Stored data entries:
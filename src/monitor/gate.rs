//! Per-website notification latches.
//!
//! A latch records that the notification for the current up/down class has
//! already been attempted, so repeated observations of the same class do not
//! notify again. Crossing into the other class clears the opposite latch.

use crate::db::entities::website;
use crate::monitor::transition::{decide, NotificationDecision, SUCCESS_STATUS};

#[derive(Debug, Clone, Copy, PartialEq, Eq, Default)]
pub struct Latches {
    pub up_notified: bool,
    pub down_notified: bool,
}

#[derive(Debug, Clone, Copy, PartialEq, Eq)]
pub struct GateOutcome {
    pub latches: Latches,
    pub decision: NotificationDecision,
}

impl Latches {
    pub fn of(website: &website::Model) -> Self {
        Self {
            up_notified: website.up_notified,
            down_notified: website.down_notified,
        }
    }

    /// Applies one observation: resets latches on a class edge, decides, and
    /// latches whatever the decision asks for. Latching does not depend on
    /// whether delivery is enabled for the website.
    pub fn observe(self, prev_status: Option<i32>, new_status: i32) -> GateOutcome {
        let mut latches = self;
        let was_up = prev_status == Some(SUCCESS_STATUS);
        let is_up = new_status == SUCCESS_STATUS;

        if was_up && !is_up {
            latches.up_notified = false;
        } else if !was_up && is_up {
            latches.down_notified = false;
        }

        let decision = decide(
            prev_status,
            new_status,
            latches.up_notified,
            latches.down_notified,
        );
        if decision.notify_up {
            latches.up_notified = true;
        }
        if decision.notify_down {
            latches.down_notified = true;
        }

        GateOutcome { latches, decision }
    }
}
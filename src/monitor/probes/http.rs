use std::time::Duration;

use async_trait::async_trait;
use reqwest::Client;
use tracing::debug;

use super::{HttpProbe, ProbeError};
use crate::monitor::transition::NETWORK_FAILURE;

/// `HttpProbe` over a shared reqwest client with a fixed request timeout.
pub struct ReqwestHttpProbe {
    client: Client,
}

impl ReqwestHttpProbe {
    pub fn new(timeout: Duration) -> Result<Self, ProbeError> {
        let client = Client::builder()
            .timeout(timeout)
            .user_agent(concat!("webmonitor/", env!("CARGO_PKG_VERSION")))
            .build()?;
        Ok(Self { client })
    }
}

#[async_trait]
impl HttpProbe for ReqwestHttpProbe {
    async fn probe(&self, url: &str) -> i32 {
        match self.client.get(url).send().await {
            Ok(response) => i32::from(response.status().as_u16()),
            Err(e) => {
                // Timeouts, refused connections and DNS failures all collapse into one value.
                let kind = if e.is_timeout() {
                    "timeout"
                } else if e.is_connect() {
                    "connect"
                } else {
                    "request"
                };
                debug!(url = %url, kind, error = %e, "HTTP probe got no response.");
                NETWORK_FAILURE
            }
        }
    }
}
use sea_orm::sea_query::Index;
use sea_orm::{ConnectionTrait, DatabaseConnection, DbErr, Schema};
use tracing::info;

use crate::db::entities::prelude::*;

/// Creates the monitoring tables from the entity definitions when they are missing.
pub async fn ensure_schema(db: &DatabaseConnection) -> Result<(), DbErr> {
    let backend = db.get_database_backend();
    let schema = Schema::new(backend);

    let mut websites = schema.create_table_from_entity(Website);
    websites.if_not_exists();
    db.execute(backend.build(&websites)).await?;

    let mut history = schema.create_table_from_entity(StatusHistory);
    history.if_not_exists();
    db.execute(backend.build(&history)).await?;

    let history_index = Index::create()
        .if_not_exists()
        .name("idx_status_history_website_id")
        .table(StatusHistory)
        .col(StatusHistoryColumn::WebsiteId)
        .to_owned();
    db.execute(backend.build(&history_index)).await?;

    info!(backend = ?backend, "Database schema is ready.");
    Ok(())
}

YOUR GOAL
What's needed is an exact copy of every entry.

WRITTEN ANSWER
filename src/monitor/gate.rs
//! Per-website notification latches.
//!
//! A latch records that the notification for the current up/down class has
//! already been attempted, so repeated observations of the same class do not
//! notify again. Crossing into the other class clears the opposite latch.

use crate::db::entities::website;
use crate::monitor::transition::{decide, NotificationDecision, SUCCESS_STATUS};

#[derive(Debug, Clone, Copy, PartialEq, Eq, Default)]
pub struct Latches {
    pub up_notified: bool,
    pub down_notified: bool,
}

#[derive(Debug, Clone, Copy, PartialEq, Eq)]
pub struct GateOutcome {
    pub latches: Latches,
    pub decision: NotificationDecision,
}

impl Latches {
    pub fn of(website: &website::Model) -> Self {
        Self {
            up_notified: website.up_notified,
            down_notified: website.down_notified,
        }
    }

    /// Applies one observation: resets latches on a class edge, decides, and
    /// latches whatever the decision asks for. Latching does not depend on
    /// whether delivery is enabled for the website.
    pub fn observe(self, prev_status: Option<i32>, new_status: i32) -> GateOutcome {
        let mut latches = self;
        let was_up = prev_status == Some(SUCCESS_STATUS);
        let is_up = new_status == SUCCESS_STATUS;

        if was_up && !is_up {
            latches.up_notified = false;
        } else if !was_up && is_up {
            latches.down_notified = false;
        }

        let decision = decide(
            prev_status,
            new_status,
            latches.up_notified,
            latches.down_notified,
        );
        if decision.notify_up {
            latches.up_notified = true;
        }
        if decision.notify_down {
            latches.down_notified = true;
        }

        GateOutcome { latches, decision }
    }
}
filename src/monitor/probes/http.rs
use std::time::Duration;

use async_trait::async_trait;
use reqwest::Client;
use tracing::debug;

use super::{HttpProbe, ProbeError};
use crate::monitor::transition::NETWORK_FAILURE;

/// `HttpProbe` over a shared reqwest client with a fixed request timeout.
pub struct ReqwestHttpProbe {
    client: Client,
}

impl ReqwestHttpProbe {
    pub fn new(timeout: Duration) -> Result<Self, ProbeError> {
        let client = Client::builder()
            .timeout(timeout)
            .user_agent(concat!("webmonitor/", env!("CARGO_PKG_VERSION")))
            .build()?;
        Ok(Self { client })
    }
}

#[async_trait]
impl HttpProbe for ReqwestHttpProbe {
    async fn probe(&self, url: &str) -> i32 {
        match self.client.get(url).send().await {
            Ok(response) => i32::from(response.status().as_u16()),
            Err(e) => {
                // Timeouts, refused connections and DNS failures all collapse into one value.
                let kind = if e.is_timeout() {
                    "timeout"
                } else if e.is_connect() {
                    "connect"
                } else {
                    "request"
                };
                debug!(url = %url, kind, error = %e, "HTTP probe got no response.");
                NETWORK_FAILURE
            }
        }
    }
}
use sea_orm::sea_query::Index;
use sea_orm::{ConnectionTrait, DatabaseConnection, DbErr, Schema};
use tracing::info;

use crate::db::entities::prelude::*;

/// Creates the monitoring tables from the entity definitions when they are missing.
pub async fn ensure_schema(db: &DatabaseConnection) -> Result<(), DbErr> {
    let backend = db.get_database_backend();
    let schema = Schema::new(backend);

    let mut websites = schema.create_table_from_entity(Website);
    websites.if_not_exists();
    db.execute(backend.build(&websites)).await?;

    let mut history = schema.create_table_from_entity(StatusHistory);
    history.if_not_exists();
    db.execute(backend.build(&history)).await?;

    let history_index = Index::create()
        .if_not_exists()
        .name("idx_status_history_website_id")
        .table(StatusHistory)
        .col(StatusHistoryColumn::WebsiteId)
        .to_owned();
    db.execute(backend.build(&history_index)).await?;

    info!(backend = ?backend, "Database schema is ready.");
    Ok(())
}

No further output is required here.